2. What do you feel is required to get more diversity in the types of roles for black? 3. Is there really a problem or are black people blowing this out of proportion?
4. Should entertainers feel obligated to turn down degrading roles regardless of their financial or career status?

 

26 Responses to Black folks & Movies: Is Stepin Fetchit Dead?

  1. Rashid Muhammad Says:
    1. Nope, but as soon as people get over this whole BS idea of "fairness" we'll do a lot better.

    2. Black people need to make their own stuff and control their own image. At least as much as possible in an open market.

    3. Blowing it out of proportion, as usual.

    4. They should feel obligated to turn them down based on whatever career trajectory they choose to take.

    For me, the real problem is that people are so influenced by the media. Once that chain is broken, everything else can be taken care of. Of course pigs flying would probably happen first, but for some reason it seems a lot more and productive than altering media imagery.

    Bottom Line: If black people alter their street (everyday) image, none of this other stuff will matter.
  2. James Manning Says:
    The fact that the major studios are developing their own independent style studios bode well for black movies. The studios are looking for alternative scripts and I think black people could benefit from that since they are not looking for stereotypical movies.

    I think the money factor is an issue. When a movie like the Inkwell do as well as Madea's Family Reunion, then that will start to make a difference as well.
  3. Id it is Says:
    1. No, it isn't fair; an entertainer is an entertainer, regardless of his race, color...
    2. It will take not just a black director, producer, financier....to get diversity of roles for black actors. What we'd need is a 'bl'ollywood'. How many Asian entertainers do you see in Hollywood? Yet who hasn't heard of 'Bollywood' a booming film industry full of Asian entertainers in Mumbai that is fast achieving global status. Black folks may have to do the same to showcase what they have. That's one sure way of altering stereoptypical perceptions, of providing an authentic portrayal of black men, women, and their reality.
    3. It doesn't make economic sense for a struggling entertainer to do that. However, as you've pointed out in your post, the black entertainers like Denzel and Halle who are in a position to command a price and role ought to take it upon themselves to fructify this dream of a 'bl'ollywood'. They should turn down roles that perpetrate stereotypical representation of the black community.
  4. James Manning Says:
    id it is,

    I agree. bl'ollywood would be a solution.
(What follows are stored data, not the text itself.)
//! Zone file downloading split into focused submodules.
//!
//! The [`CzdsClient`] facade wires the pipeline together:
//! - [`fetch`] - one link: request, 401 refresh, streaming to disk
//! - [`dispatch`] - many links across a bounded worker pool
//! - [`output`] - record sinks and the zone file writer

pub mod dispatch;
pub mod fetch;
pub mod output;

// unwrap/expect are acceptable in tests for concise failure-on-error assertions
#[allow(clippy::unwrap_used, clippy::expect_used)]
#[cfg(test)]
pub(crate) mod test_helpers;
#[allow(clippy::unwrap_used, clippy::expect_used)]
#[cfg(test)]
mod tests;

pub use dispatch::{DownloadDispatcher, chunk_links};
pub use fetch::ZoneFetcher;
pub use output::{ChannelSink, NullSink, RecordSink, SinkItem};

use crate::auth::TokenManager;
use crate::config::Config;
use crate::error::{Error, Result};
use crate::links::LinkLister;
use crate::types::{AccessToken, DownloadResult, Event, ZoneLink};
use std::sync::Arc;
use tokio::sync::broadcast;
use tokio_util::sync::CancellationToken;

/// Capacity of the lifecycle event channel
const EVENT_CHANNEL_CAPACITY: usize = 1000;

/// Main client instance (cloneable - all fields are Arc-wrapped)
///
/// Clones share the token, the cached link listing, and the cancellation
/// state.
#[derive(Clone)]
pub struct CzdsClient {
    /// Event broadcast channel sender (multiple subscribers supported)
    pub(crate) event_tx: broadcast::Sender<Event>,
    /// Configuration (wrapped in Arc for sharing across tasks)
    pub(crate) config: Arc<Config>,
    pub(crate) tokens: Arc<TokenManager>,
    pub(crate) links: Arc<LinkLister>,
    pub(crate) fetcher: Arc<ZoneFetcher>,
    /// Cancels every run started by this client
    pub(crate) cancel: CancellationToken,
}

impl CzdsClient {
    /// Create a new client
    ///
    /// Validates the configuration and builds the shared HTTP client. No
    /// network request is made until a token is needed.
    ///
    /// # Errors
    ///
    /// Returns [`Error::Config`] if the configuration is invalid.
    pub fn new(config: Config) -> Result<Self> {
        config.validate()?;

        let client = reqwest::Client::builder()
            .connect_timeout(config.api.connect_timeout)
            .user_agent(config.api.user_agent.as_str())
            .build()
            .map_err(|e| Error::Config {
                message: format!("Failed to build HTTP client: {e}"),
                key: Some("api".to_string()),
            })?;

        // Multiple subscribers each receive every event independently
        let (event_tx, _rx) = broadcast::channel(EVENT_CHANNEL_CAPACITY);
        let config = Arc::new(config);

        let tokens = Arc::new(TokenManager::new(
            client.clone(),
            config.clone(),
            event_tx.clone(),
        ));
        let links = Arc::new(LinkLister::new(
            client.clone(),
            config.clone(),
            tokens.clone(),
            event_tx.clone(),
        ));
        let fetcher = Arc::new(ZoneFetcher::new(
            client,
            config.clone(),
            tokens.clone(),
            event_tx.clone(),
        ));

        tracing::debug!(
            base_url = %config.api.base_url,
            output_dir = %config.output_dir().display(),
            output_format = ?config.download.output_format,
            workers = config.worker_count(),
            "CZDS client created"
        );

        Ok(Self {
            event_tx,
            config,
            tokens,
            links,
            fetcher,
            cancel: CancellationToken::new(),
        })
    }

    /// Subscribe to lifecycle events
    ///
    /// Multiple subscribers are supported. A subscriber that falls behind by
    /// more than 1000 events receives `RecvError::Lagged`.
    ///
    /// # Examples
    ///
    /// ```no_run
    /// use czds_dl::{Config, CzdsClient};
    ///
    /// #[tokio::main]
    /// async fn main() -> Result<(), Box<dyn std::error::Error>> {
    ///     let client = CzdsClient::new(Config::new("me@example.com", "secret"))?;
    ///
    ///     let mut events = client.subscribe();
    ///     tokio::spawn(async move {
    ///         while let Ok(event) = events.recv().await {
    ///             tracing::info!(?event, "czds event");
    ///         }
    ///     });
    ///
    ///     Ok(())
    /// }
    /// ```
    pub fn subscribe(&self) -> broadcast::Receiver<Event> {
        self.event_tx.subscribe()
    }

    /// Get the configuration
    pub fn get_config(&self) -> Arc<Config> {
        Arc::clone(&self.config)
    }

    /// Exchange the configured credential for a fresh token
    pub async fn authenticate(&self) -> Result<AccessToken> {
        self.tokens.obtain().await
    }

    /// List the zone links the account may download (cached after the first call)
    pub async fn list_links(&self) -> Result<Vec<ZoneLink>> {
        self.links.list().await
    }

    /// Forget the cached link listing
    pub async fn invalidate_links(&self) {
        self.links.invalidate().await;
    }

    /// Download a single zone link
    ///
    /// # Errors
    ///
    /// Only [`Error::Authentication`]; other failures are in the result.
    pub async fn download_zone(
        &self,
        link: &ZoneLink,
        sink: &dyn RecordSink,
    ) -> Result<DownloadResult> {
        self.fetcher.fetch(link, sink, &self.cancel).await
    }

    /// Download `links` with the configured number of workers
    ///
    /// See [`DownloadDispatcher::run`].
    pub async fn download(
        &self,
        links: Vec<ZoneLink>,
        sink: Arc<dyn RecordSink>,
    ) -> Result<Vec<DownloadResult>> {
        DownloadDispatcher::new(self.fetcher.clone(), self.event_tx.clone())
            .run(
                links,
                self.config.worker_count(),
                sink,
                self.cancel.clone(),
            )
            .await
    }

    /// List every zone link, then download them all
    pub async fn download_all(&self, sink: Arc<dyn RecordSink>) -> Result<Vec<DownloadResult>> {
        let links = self.list_links().await?;
        self.download(links, sink).await
    }

    /// Cancel running and future downloads of this client
    ///
    /// Workers stop at the next chunk boundary. Without atomic writes the
    /// file of an interrupted link is left truncated on disk.
    pub fn cancel(&self) {
        tracing::info!("Cancelling zone downloads");
        self.cancel.cancel();
    }

    /// Whether [`cancel`](Self::cancel) has been called
    pub fn is_cancelled(&self) -> bool {
        self.cancel.is_cancelled()
    }
}
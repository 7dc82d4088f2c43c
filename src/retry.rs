//! Retry logic with exponential backoff for transient per-link failures
//!
//! The core pipeline never retries on its own (apart from the single
//! refresh-and-retry after a 401). This module is the opt-in orchestration
//! layer on top: the fetcher wraps each link attempt in [`retry_transient`] using
//! the configured [`RetryConfig`], whose default of zero attempts preserves
//! the core behaviour.
//!
//! # Example
//!
//! ```no_run
//! use czds_dl::retry::{IsRetryable, retry_transient};
//! use czds_dl::config::RetryConfig;
//!
//! #[derive(Debug)]
//! enum MyError {
//!     Busy,
//!     Rejected,
//! }
//!
//! impl std::fmt::Display for MyError {
//!     fn fmt(&self, f: &mut std::fmt::Formatter<'_>) -> std::fmt::Result {
//!         write!(f, "{self:?}")
//!     }
//! }
//!
//! impl IsRetryable for MyError {
//!     fn is_retryable(&self) -> bool {
//!         matches!(self, MyError::Busy)
//!     }
//! }
//!
//! # async fn example() -> Result<(), MyError> {
//! let config = RetryConfig { max_attempts: 3, ..Default::default() };
//! retry_transient(&config, || async { Ok::<_, MyError>(()) }).await?;
//! # Ok(())
//! # }
//! ```

use crate::config::RetryConfig;
use crate::error::Error;
use rand::Rng;
use std::future::Future;
use std::time::Duration;

/// Trait for errors that can be classified as retryable or not
///
/// Transient failures (5xx, timeouts, connection resets) return `true`.
/// Authentication, endpoint, decode and configuration failures return `false`.
pub trait IsRetryable {
    /// Returns true if the error is transient and the operation should be retried
    fn is_retryable(&self) -> bool;
}

impl IsRetryable for Error {
    fn is_retryable(&self) -> bool {
        match self {
            Error::TransientServer { .. } => true,
            Error::Network(e) => e.is_timeout() || e.is_connect() || e.is_body(),
            Error::Io(e) => matches!(
                e.kind(),
                std::io::ErrorKind::TimedOut
                    | std::io::ErrorKind::ConnectionRefused
                    | std::io::ErrorKind::ConnectionReset
                    | std::io::ErrorKind::ConnectionAborted
                    | std::io::ErrorKind::BrokenPipe
                    | std::io::ErrorKind::Interrupted
            ),
            Error::Authentication(_)
            | Error::Endpoint { .. }
            | Error::MalformedInput(_)
            | Error::Config { .. }
            | Error::Serialization(_)
            | Error::Cancelled
            | Error::Other(_) => false,
        }
    }
}

/// Execute an async operation, retrying transient failures with exponential backoff
///
/// Makes at most `config.max_attempts + 1` calls. Non-retryable errors are
/// returned immediately.
pub async fn retry_transient<F, Fut, T, E>(config: &RetryConfig, mut operation: F) -> Result<T, E>
where
    F: FnMut() -> Fut,
    Fut: Future<Output = Result<T, E>>,
    E: IsRetryable + std::fmt::Display,
{
    let mut attempt = 0;
    let mut delay = config.initial_delay;

    loop {
        match operation().await {
            Ok(result) => {
                if attempt > 0 {
                    tracing::info!(attempts = attempt + 1, "Operation succeeded after retry");
                }
                return Ok(result);
            }
            Err(e) if e.is_retryable() && attempt < config.max_attempts => {
                attempt += 1;

                tracing::warn!(
                    error = %e,
                    attempt = attempt,
                    max_attempts = config.max_attempts,
                    delay_ms = delay.as_millis(),
                    "Transient failure, retrying"
                );

                let wait = if config.jitter {
                    add_jitter(delay)
                } else {
                    delay
                };
                tokio::time::sleep(wait).await;

                let next_delay =
                    Duration::from_secs_f64(delay.as_secs_f64() * config.backoff_multiplier);
                delay = next_delay.min(config.max_delay);
            }
            Err(e) => {
                if e.is_retryable() && config.max_attempts > 0 {
                    tracing::error!(
                        error = %e,
                        attempts = attempt + 1,
                        "Operation failed after all retry attempts exhausted"
                    );
                }
                return Err(e);
            }
        }
    }
}

/// Add random jitter to a delay to prevent thundering herd
///
/// The returned delay lies between `delay` and `2 * delay`.
fn add_jitter(delay: Duration) -> Duration {
    let mut rng = rand::thread_rng();
    let jitter_factor: f64 = rng.gen_range(0.0..=1.0);
    Duration::from_secs_f64(delay.as_secs_f64() * (1.0 + jitter_factor))
}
But it would take some people with money and access to distribution channels to pull it off in the US.

    I think it is the reason we are so disappointed with BET. They could do it, but they are casting themselves as the black MTV rather than an avenue to shape the media images of black people and an alternative channel for black talent.
  5. Rashid Muhammad Says:
    Yeah and let's not forget that Bollywood has a built-in market of 1 billion plus. The risk is a little higher amongst the 35 million built-in bl'ollywood patrons.

    Also the cost of making a movie is much lower in India.

    Not trying to hate, just adding a little perspective.
  6. Jaimie Says:
    1. Is it fair to hold black entertainers to a different standard than white entertainers?

    No.

    2. What do you feel is required to get more diversity in the types of roles for black?

    Better written scripts. A break from the norm. More artistic creativity.

    3. Is there really a problem or are black people blowing this out of proportion?

    A problem to some, but maybe not to others. There are a lot of struggling black actors and screenwriters that we will never know. But there are also a lot of white struggling actors and screenwriters who we will never know.
    4. Should entertainers feel obligated to turn down degrading roles regardless of their financial or career status?

    No one should feel "obligated" to do anything they don't want to do. Both "Monster's Ball" and "Training Day" were very different movies and roles for the two actors. They went out on a limb. This is why they won the Oscar. Same as Phillip Seymour Hoffman in "Capote." He went out on a limb.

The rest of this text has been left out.